• _Required work_: Once the line containing "streaming + batching" is found in the entries below, restate it and each following line word for word, stopping after the line containing "while let Some(row)".

+===+

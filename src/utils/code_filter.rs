use anyhow::{Result, anyhow};
use autoscale_cuckoo_filter::CuckooFilter;
use futures::StreamExt;
use once_cell::sync::Lazy;
use sqlx::MySqlPool;
use std::sync::RwLock;

/// Expected capacity and false-positive rate.
/// Tune these based on real headcount.
const FILTER_CAPACITY: usize = 100_000;
const FALSE_POSITIVE_RATE: f64 = 0.001;

static CODE_FILTER: Lazy<RwLock<CuckooFilter<String>>> =
    Lazy::new(|| RwLock::new(CuckooFilter::new(FILTER_CAPACITY, FALSE_POSITIVE_RATE)));

/// Employee codes are compared case-insensitively; uppercase is canonical.
#[inline]
pub fn normalize(code: &str) -> String {
    code.trim().to_uppercase()
}

/// Check if an employee code might exist (false positives possible)
pub fn might_exist(code: &str) -> bool {
    let code = normalize(code);
    CODE_FILTER
        .read()
        .expect("employee code filter poisoned")
        .contains(&code)
}

/// Insert a single employee code into the filter
pub fn insert(code: &str) {
    let code = normalize(code);
    CODE_FILTER
        .write()
        .expect("employee code filter poisoned")
        .add(&code);
}

/// Warm up the filter from the employees table using streaming + batching
pub async fn warmup_code_filter(pool: &MySqlPool, batch_size: usize) -> Result<()> {
    let mut stream =
        sqlx::query_as::<_, (String,)>("SELECT employee_code FROM employees").fetch(pool);

    let mut batch = Vec::with_capacity(batch_size);
    let mut total = 0usize;

    while let Some(row) = stream.next().await {
        let (code,) = row.map_err(|e| anyhow!("DB row fetch failed: {}", e))?;

        batch.push(normalize(&code));
        total += 1;

        if batch.len() == batch_size {
            insert_batch(&batch);
            batch.clear();
        }
    }

    if !batch.is_empty() {
        insert_batch(&batch);
    }

    log::info!("Employee code filter warmup complete: {} codes", total);
    Ok(())
}

fn insert_batch(codes: &[String]) {
    let mut filter = CODE_FILTER.write().expect("employee code filter poisoned");

    for code in codes {
        filter.add(code);
    }
}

+===+

• _Result of this task_:
/// Warm up the filter from the employees table using streaming + batching
pub async fn warmup_code_filter(pool: &MySqlPool, batch_size: usize) -> Result<()> {
    let mut stream =
        sqlx::query_as::<_, (String,)>("SELECT employee_code FROM employees").fetch(pool);

    let mut batch = Vec::with_capacity(batch_size);
    let mut total = 0usize;

    while let Some(row) = stream.next().await {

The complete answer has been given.